=== Records shown ===
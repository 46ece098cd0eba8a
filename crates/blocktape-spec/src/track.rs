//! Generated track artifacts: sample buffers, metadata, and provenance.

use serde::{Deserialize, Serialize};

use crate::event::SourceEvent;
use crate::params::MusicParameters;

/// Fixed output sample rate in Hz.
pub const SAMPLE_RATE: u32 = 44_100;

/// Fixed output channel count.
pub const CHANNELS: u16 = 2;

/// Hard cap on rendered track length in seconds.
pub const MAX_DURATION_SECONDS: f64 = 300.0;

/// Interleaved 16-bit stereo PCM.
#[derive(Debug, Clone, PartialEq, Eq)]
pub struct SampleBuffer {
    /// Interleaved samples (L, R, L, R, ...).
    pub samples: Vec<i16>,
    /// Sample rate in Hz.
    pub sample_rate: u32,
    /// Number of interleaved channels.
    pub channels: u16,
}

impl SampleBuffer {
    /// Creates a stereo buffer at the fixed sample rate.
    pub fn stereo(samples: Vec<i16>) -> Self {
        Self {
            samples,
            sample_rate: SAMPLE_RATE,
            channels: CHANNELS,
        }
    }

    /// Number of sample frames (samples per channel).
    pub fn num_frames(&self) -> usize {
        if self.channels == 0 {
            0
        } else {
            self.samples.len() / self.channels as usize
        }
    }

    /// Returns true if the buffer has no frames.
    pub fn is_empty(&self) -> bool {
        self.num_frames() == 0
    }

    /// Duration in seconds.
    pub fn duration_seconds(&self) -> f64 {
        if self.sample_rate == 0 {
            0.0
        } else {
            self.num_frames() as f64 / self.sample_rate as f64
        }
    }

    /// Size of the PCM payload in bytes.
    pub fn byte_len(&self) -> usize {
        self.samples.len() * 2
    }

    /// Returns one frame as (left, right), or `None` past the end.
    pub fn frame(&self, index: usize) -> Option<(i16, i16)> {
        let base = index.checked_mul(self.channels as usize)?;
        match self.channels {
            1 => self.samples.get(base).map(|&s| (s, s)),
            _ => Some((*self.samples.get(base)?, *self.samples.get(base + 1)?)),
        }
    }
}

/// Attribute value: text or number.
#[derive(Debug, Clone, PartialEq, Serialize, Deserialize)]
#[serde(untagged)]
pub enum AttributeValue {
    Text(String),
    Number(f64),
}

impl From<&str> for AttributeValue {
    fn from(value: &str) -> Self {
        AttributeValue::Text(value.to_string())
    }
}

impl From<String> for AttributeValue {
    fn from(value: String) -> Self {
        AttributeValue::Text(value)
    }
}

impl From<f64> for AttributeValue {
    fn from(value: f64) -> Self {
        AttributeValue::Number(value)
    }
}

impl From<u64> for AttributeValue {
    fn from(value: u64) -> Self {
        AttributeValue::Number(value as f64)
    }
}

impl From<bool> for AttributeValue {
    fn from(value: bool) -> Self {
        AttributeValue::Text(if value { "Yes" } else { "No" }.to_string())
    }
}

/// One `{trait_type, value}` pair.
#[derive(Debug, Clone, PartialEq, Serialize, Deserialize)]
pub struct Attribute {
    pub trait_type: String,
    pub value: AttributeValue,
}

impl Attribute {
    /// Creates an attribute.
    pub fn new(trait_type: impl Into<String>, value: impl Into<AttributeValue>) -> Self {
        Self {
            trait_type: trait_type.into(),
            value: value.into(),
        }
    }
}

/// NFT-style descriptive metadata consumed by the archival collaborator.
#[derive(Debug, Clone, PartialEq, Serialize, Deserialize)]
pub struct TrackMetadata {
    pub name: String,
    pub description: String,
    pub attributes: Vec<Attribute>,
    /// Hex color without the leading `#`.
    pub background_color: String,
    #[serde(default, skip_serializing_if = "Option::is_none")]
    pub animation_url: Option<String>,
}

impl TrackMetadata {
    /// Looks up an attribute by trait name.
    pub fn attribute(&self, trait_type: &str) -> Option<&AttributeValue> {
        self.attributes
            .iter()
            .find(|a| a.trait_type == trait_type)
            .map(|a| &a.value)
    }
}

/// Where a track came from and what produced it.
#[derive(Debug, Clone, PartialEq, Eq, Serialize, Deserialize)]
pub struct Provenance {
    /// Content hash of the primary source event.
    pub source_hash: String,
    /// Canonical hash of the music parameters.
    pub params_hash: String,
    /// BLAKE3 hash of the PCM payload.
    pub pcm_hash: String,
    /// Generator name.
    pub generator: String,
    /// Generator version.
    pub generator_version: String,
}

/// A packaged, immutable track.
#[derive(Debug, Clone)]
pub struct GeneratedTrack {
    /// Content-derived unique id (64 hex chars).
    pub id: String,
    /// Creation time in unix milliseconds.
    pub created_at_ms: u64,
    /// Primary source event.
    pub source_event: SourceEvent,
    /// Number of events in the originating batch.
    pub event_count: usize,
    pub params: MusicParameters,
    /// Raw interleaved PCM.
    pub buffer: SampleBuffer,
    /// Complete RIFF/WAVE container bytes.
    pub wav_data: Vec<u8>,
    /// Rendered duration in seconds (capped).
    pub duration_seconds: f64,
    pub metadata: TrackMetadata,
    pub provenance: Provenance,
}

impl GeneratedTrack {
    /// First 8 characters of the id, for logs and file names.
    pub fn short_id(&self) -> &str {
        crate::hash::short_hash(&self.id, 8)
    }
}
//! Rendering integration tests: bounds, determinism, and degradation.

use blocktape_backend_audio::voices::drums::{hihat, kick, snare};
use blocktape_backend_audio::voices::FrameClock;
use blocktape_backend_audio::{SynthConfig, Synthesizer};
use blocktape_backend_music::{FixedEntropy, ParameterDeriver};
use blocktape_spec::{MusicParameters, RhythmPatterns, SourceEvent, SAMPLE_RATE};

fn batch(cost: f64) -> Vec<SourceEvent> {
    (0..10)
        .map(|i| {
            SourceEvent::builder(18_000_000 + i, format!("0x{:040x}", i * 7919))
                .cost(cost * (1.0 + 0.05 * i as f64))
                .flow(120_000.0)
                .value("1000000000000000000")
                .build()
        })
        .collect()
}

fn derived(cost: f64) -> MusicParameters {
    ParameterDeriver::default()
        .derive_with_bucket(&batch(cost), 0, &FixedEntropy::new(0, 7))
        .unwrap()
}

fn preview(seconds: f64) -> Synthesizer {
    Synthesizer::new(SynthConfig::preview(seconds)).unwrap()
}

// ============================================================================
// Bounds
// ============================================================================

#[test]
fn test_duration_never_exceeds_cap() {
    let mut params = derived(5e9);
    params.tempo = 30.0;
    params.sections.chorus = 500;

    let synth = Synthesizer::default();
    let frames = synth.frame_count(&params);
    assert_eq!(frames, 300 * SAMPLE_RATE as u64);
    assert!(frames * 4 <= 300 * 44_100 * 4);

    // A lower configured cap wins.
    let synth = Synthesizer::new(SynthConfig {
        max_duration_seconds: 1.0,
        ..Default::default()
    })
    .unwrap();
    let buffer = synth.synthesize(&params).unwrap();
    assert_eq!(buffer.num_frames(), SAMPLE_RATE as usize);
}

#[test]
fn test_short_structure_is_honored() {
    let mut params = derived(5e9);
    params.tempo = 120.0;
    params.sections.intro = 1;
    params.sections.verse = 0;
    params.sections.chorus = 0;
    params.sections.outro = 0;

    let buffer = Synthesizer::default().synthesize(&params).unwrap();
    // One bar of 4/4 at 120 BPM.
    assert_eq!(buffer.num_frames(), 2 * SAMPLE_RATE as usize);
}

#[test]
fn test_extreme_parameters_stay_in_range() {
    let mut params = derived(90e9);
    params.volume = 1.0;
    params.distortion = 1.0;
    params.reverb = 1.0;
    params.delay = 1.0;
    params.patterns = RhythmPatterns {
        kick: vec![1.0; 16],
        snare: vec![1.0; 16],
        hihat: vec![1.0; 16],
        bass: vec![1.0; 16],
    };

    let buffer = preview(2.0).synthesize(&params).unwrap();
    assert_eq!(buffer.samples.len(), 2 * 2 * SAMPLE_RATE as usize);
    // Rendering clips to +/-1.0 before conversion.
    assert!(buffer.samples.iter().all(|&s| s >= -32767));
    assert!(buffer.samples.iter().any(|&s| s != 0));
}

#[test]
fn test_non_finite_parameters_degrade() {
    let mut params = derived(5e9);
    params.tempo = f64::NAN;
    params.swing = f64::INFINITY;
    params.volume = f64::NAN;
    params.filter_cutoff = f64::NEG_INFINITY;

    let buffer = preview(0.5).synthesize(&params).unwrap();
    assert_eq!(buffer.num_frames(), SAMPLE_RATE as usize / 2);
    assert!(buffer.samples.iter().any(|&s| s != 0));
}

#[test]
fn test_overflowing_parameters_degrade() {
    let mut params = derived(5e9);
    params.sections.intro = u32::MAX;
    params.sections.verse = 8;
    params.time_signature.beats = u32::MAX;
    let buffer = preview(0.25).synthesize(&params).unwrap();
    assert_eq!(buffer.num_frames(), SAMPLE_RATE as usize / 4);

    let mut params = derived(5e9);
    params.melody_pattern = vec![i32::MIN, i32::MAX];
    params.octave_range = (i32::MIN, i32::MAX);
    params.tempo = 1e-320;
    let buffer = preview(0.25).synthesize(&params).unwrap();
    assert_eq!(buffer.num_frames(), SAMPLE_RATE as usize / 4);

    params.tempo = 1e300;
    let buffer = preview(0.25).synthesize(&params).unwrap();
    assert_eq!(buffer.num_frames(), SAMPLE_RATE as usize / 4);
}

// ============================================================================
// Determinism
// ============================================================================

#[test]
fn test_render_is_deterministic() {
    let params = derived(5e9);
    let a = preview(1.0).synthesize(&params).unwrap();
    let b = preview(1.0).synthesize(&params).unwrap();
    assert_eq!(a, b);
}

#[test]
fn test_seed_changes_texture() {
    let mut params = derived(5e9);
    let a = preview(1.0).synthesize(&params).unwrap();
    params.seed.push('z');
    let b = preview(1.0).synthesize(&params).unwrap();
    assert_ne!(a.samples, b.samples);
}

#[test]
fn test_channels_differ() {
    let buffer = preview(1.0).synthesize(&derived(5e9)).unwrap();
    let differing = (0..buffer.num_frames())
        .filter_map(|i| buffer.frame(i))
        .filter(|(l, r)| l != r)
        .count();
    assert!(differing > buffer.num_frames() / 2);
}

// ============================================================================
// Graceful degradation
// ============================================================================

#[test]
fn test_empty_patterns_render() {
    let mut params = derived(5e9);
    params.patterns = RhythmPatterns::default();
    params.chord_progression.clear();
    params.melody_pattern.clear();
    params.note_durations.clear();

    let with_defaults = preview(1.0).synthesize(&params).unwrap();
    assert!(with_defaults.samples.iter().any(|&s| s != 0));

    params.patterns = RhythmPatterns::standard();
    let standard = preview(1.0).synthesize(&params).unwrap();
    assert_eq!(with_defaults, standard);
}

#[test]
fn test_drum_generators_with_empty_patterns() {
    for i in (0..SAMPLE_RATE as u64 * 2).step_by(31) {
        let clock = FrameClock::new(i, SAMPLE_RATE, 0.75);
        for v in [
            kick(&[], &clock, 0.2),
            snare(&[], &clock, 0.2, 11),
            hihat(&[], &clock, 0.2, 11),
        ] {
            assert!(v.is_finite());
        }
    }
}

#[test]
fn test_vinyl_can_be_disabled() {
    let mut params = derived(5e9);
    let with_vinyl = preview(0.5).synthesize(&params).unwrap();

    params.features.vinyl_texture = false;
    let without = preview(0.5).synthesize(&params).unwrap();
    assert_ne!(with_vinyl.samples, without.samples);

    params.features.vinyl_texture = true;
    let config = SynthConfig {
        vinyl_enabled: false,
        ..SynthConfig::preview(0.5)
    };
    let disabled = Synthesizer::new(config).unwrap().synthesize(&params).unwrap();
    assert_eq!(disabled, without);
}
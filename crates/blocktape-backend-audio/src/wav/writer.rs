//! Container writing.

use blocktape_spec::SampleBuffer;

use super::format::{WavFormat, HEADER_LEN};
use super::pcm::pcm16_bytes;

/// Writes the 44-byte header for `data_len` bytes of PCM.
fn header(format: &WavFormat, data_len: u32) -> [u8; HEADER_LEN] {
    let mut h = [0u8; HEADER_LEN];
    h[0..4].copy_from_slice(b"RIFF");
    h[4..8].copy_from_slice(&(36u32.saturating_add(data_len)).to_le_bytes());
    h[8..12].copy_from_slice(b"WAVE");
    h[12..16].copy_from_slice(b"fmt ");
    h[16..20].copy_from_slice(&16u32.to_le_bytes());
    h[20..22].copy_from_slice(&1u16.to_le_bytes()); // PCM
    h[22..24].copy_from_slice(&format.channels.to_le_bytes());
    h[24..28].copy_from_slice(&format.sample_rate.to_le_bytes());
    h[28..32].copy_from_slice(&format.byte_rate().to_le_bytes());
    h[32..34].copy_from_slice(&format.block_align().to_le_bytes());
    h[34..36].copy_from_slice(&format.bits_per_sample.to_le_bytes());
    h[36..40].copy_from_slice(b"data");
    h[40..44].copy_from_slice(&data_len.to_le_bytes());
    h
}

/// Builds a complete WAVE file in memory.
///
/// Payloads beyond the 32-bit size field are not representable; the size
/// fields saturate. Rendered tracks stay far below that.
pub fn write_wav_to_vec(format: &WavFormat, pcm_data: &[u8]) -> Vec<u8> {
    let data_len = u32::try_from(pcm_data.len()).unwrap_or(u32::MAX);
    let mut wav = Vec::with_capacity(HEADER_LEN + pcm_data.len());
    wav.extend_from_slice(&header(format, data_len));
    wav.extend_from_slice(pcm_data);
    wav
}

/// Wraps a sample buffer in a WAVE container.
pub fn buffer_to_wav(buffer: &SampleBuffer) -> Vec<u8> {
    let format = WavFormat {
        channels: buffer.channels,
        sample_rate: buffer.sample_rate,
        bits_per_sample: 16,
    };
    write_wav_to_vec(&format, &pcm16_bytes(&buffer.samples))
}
===
Tally the lines of the listing that include "RhythmPatterns". Nothing but the resulting number should be returned.

Response to this task:
4